== Entries supplied ==

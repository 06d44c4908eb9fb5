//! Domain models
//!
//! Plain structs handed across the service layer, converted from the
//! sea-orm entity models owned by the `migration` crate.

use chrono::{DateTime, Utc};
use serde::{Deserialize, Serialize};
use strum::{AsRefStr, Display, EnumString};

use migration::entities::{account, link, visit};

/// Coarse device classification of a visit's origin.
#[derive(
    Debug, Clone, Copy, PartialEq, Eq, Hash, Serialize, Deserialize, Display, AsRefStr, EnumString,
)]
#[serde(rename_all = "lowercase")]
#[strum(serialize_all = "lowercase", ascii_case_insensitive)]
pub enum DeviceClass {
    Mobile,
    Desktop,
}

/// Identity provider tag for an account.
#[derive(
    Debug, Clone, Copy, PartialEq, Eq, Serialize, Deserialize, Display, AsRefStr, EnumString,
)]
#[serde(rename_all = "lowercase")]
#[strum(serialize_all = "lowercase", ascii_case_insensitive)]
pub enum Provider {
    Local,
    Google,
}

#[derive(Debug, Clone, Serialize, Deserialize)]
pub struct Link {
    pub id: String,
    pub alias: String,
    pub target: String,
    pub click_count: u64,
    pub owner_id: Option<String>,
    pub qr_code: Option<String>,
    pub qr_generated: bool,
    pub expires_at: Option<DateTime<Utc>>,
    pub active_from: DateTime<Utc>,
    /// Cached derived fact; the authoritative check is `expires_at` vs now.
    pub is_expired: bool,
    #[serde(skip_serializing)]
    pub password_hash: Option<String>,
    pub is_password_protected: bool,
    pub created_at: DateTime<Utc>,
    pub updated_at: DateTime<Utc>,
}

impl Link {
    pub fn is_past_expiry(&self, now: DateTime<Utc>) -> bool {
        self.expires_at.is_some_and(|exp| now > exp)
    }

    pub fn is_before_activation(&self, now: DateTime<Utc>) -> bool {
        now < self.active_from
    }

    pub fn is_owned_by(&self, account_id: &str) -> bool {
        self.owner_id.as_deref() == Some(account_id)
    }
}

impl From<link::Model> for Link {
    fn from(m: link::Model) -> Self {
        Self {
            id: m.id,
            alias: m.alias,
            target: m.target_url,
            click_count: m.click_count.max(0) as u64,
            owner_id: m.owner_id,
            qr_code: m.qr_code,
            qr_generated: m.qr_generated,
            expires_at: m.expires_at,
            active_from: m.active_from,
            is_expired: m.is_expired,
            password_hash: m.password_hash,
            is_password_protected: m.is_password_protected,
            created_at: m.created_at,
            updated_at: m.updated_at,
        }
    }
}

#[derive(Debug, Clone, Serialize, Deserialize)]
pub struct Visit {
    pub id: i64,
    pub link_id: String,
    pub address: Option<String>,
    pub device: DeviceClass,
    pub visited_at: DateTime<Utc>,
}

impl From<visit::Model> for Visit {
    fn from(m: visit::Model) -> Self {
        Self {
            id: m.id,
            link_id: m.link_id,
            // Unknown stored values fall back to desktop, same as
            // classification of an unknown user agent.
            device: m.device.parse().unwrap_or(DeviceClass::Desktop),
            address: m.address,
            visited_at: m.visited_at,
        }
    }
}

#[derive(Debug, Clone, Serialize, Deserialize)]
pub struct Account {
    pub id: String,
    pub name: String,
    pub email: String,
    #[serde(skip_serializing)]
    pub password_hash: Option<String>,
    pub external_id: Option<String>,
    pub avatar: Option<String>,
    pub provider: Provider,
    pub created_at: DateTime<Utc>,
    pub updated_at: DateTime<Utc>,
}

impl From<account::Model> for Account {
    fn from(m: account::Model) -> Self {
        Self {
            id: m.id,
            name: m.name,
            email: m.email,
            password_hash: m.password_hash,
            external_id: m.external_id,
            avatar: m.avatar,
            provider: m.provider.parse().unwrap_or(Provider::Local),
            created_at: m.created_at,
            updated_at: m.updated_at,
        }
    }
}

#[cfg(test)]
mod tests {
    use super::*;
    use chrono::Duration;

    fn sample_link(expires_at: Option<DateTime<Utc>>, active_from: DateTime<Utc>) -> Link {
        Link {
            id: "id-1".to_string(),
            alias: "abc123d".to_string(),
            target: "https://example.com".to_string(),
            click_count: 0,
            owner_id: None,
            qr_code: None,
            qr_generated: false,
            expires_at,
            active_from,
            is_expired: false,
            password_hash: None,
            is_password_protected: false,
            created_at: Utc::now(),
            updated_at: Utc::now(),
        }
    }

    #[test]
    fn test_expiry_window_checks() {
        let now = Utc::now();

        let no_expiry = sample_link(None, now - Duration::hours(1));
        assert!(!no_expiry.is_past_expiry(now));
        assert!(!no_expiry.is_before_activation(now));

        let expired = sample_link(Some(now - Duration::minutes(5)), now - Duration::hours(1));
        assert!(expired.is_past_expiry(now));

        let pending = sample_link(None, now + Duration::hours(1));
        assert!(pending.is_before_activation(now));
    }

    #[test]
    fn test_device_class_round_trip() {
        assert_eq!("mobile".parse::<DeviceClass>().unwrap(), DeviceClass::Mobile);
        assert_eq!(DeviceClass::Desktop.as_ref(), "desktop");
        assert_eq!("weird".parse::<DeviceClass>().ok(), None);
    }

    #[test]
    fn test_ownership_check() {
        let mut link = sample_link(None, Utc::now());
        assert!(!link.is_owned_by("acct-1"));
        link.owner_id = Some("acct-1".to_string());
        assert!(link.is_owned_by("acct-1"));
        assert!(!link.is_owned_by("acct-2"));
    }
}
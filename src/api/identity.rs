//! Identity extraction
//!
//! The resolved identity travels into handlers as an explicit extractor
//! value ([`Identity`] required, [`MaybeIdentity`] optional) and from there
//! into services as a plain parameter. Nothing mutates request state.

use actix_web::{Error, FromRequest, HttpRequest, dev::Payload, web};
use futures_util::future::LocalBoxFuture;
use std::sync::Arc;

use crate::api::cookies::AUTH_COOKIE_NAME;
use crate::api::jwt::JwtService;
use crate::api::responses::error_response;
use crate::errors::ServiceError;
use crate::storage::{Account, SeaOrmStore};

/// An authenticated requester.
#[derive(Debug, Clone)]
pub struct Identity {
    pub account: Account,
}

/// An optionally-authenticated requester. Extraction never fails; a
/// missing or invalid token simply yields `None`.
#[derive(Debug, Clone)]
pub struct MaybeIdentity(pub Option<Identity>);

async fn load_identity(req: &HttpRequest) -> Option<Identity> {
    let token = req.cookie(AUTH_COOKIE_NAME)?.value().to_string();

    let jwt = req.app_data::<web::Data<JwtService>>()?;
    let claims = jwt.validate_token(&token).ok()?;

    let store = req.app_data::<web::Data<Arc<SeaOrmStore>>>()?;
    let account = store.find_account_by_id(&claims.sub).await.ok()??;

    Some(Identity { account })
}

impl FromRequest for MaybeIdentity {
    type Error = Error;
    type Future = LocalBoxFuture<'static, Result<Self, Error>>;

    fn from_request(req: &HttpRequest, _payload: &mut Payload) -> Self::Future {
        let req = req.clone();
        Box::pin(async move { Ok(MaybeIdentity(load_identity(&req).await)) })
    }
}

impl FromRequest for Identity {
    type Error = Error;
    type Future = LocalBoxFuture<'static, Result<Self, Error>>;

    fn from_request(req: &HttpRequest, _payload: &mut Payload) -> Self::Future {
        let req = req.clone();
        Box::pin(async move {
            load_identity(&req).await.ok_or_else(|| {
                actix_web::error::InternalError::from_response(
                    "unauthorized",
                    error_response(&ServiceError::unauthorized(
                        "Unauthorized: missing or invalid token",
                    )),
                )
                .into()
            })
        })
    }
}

===

● Task to complete:
The full set of entries should appear again, unchanged, line by line.

● Task solution:
repository 06d44c4908eb9fb5
//! Domain models
//!
//! Plain structs handed across the service layer, converted from the
//! sea-orm entity models owned by the `migration` crate.

use chrono::{DateTime, Utc};
use serde::{Deserialize, Serialize};
use strum::{AsRefStr, Display, EnumString};

use migration::entities::{account, link, visit};

/// Coarse device classification of a visit's origin.
#[derive(
    Debug, Clone, Copy, PartialEq, Eq, Hash, Serialize, Deserialize, Display, AsRefStr, EnumString,
)]
#[serde(rename_all = "lowercase")]
#[strum(serialize_all = "lowercase", ascii_case_insensitive)]
pub enum DeviceClass {
    Mobile,
    Desktop,
}

/// Identity provider tag for an account.
#[derive(
    Debug, Clone, Copy, PartialEq, Eq, Serialize, Deserialize, Display, AsRefStr, EnumString,
)]
#[serde(rename_all = "lowercase")]
#[strum(serialize_all = "lowercase", ascii_case_insensitive)]
pub enum Provider {
    Local,
    Google,
}

#[derive(Debug, Clone, Serialize, Deserialize)]
pub struct Link {
    pub id: String,
    pub alias: String,
    pub target: String,
    pub click_count: u64,
    pub owner_id: Option<String>,
    pub qr_code: Option<String>,
    pub qr_generated: bool,
    pub expires_at: Option<DateTime<Utc>>,
    pub active_from: DateTime<Utc>,
    /// Cached derived fact; the authoritative check is `expires_at` vs now.
    pub is_expired: bool,
    #[serde(skip_serializing)]
    pub password_hash: Option<String>,
    pub is_password_protected: bool,
    pub created_at: DateTime<Utc>,
    pub updated_at: DateTime<Utc>,
}

impl Link {
    pub fn is_past_expiry(&self, now: DateTime<Utc>) -> bool {
        self.expires_at.is_some_and(|exp| now > exp)
    }

    pub fn is_before_activation(&self, now: DateTime<Utc>) -> bool {
        now < self.active_from
    }

    pub fn is_owned_by(&self, account_id: &str) -> bool {
        self.owner_id.as_deref() == Some(account_id)
    }
}

impl From<link::Model> for Link {
    fn from(m: link::Model) -> Self {
        Self {
            id: m.id,
            alias: m.alias,
            target: m.target_url,
            click_count: m.click_count.max(0) as u64,
            owner_id: m.owner_id,
            qr_code: m.qr_code,
            qr_generated: m.qr_generated,
            expires_at: m.expires_at,
            active_from: m.active_from,
            is_expired: m.is_expired,
            password_hash: m.password_hash,
            is_password_protected: m.is_password_protected,
            created_at: m.created_at,
            updated_at: m.updated_at,
        }
    }
}

#[derive(Debug, Clone, Serialize, Deserialize)]
pub struct Visit {
    pub id: i64,
    pub link_id: String,
    pub address: Option<String>,
    pub device: DeviceClass,
    pub visited_at: DateTime<Utc>,
}

impl From<visit::Model> for Visit {
    fn from(m: visit::Model) -> Self {
        Self {
            id: m.id,
            link_id: m.link_id,
            // Unknown stored values fall back to desktop, same as
            // classification of an unknown user agent.
            device: m.device.parse().unwrap_or(DeviceClass::Desktop),
            address: m.address,
            visited_at: m.visited_at,
        }
    }
}

#[derive(Debug, Clone, Serialize, Deserialize)]
pub struct Account {
    pub id: String,
    pub name: String,
    pub email: String,
    #[serde(skip_serializing)]
    pub password_hash: Option<String>,
    pub external_id: Option<String>,
    pub avatar: Option<String>,
    pub provider: Provider,
    pub created_at: DateTime<Utc>,
    pub updated_at: DateTime<Utc>,
}

impl From<account::Model> for Account {
    fn from(m: account::Model) -> Self {
        Self {
            id: m.id,
            name: m.name,
            email: m.email,
            password_hash: m.password_hash,
            external_id: m.external_id,
            avatar: m.avatar,
            provider: m.provider.parse().unwrap_or(Provider::Local),
            created_at: m.created_at,
            updated_at: m.updated_at,
        }
    }
}

#[cfg(test)]
mod tests {
    use super::*;
    use chrono::Duration;

    fn sample_link(expires_at: Option<DateTime<Utc>>, active_from: DateTime<Utc>) -> Link {
        Link {
            id: "id-1".to_string(),
            alias: "abc123d".to_string(),
            target: "https://example.com".to_string(),
            click_count: 0,
            owner_id: None,
            qr_code: None,
            qr_generated: false,
            expires_at,
            active_from,
            is_expired: false,
            password_hash: None,
            is_password_protected: false,
            created_at: Utc::now(),
            updated_at: Utc::now(),
        }
    }

    #[test]
    fn test_expiry_window_checks() {
        let now = Utc::now();

        let no_expiry = sample_link(None, now - Duration::hours(1));
        assert!(!no_expiry.is_past_expiry(now));
        assert!(!no_expiry.is_before_activation(now));

        let expired = sample_link(Some(now - Duration::minutes(5)), now - Duration::hours(1));
        assert!(expired.is_past_expiry(now));

        let pending = sample_link(None, now + Duration::hours(1));
        assert!(pending.is_before_activation(now));
    }

    #[test]
    fn test_device_class_round_trip() {
        assert_eq!("mobile".parse::<DeviceClass>().unwrap(), DeviceClass::Mobile);
        assert_eq!(DeviceClass::Desktop.as_ref(), "desktop");
        assert_eq!("weird".parse::<DeviceClass>().ok(), None);
    }

    #[test]
    fn test_ownership_check() {
        let mut link = sample_link(None, Utc::now());
        assert!(!link.is_owned_by("acct-1"));
        link.owner_id = Some("acct-1".to_string());
        assert!(link.is_owned_by("acct-1"));
        assert!(!link.is_owned_by("acct-2"));
    }
}
filename src/api/identity.rs
//! Identity extraction
//!
//! The resolved identity travels into handlers as an explicit extractor
//! value ([`Identity`] required, [`MaybeIdentity`] optional) and from there
//! into services as a plain parameter. Nothing mutates request state.

use actix_web::{Error, FromRequest, HttpRequest, dev::Payload, web};
use futures_util::future::LocalBoxFuture;
use std::sync::Arc;

use crate::api::cookies::AUTH_COOKIE_NAME;
use crate::api::jwt::JwtService;
use crate::api::responses::error_response;
use crate::errors::ServiceError;
use crate::storage::{Account, SeaOrmStore};

/// An authenticated requester.
#[derive(Debug, Clone)]
pub struct Identity {
    pub account: Account,
}

/// An optionally-authenticated requester. Extraction never fails; a
/// missing or invalid token simply yields `None`.
#[derive(Debug, Clone)]
pub struct MaybeIdentity(pub Option<Identity>);

async fn load_identity(req: &HttpRequest) -> Option<Identity> {
    let token = req.cookie(AUTH_COOKIE_NAME)?.value().to_string();

    let jwt = req.app_data::<web::Data<JwtService>>()?;
    let claims = jwt.validate_token(&token).ok()?;

    let store = req.app_data::<web::Data<Arc<SeaOrmStore>>>()?;
    let account = store.find_account_by_id(&claims.sub).await.ok()??;

    Some(Identity { account })
}

impl FromRequest for MaybeIdentity {
    type Error = Error;
    type Future = LocalBoxFuture<'static, Result<Self, Error>>;

    fn from_request(req: &HttpRequest, _payload: &mut Payload) -> Self::Future {
        let req = req.clone();
        Box::pin(async move { Ok(MaybeIdentity(load_identity(&req).await)) })
    }
}

impl FromRequest for Identity {
    type Error = Error;
    type Future = LocalBoxFuture<'static, Result<Self, Error>>;

    fn from_request(req: &HttpRequest, _payload: &mut Payload) -> Self::Future {
        let req = req.clone();
        Box::pin(async move {
            load_identity(&req).await.ok_or_else(|| {
                actix_web::error::InternalError::from_response(
                    "unauthorized",
                    error_response(&ServiceError::unauthorized(
                        "Unauthorized: missing or invalid token",
                    )),
                )
                .into()
            })
        })
    }
}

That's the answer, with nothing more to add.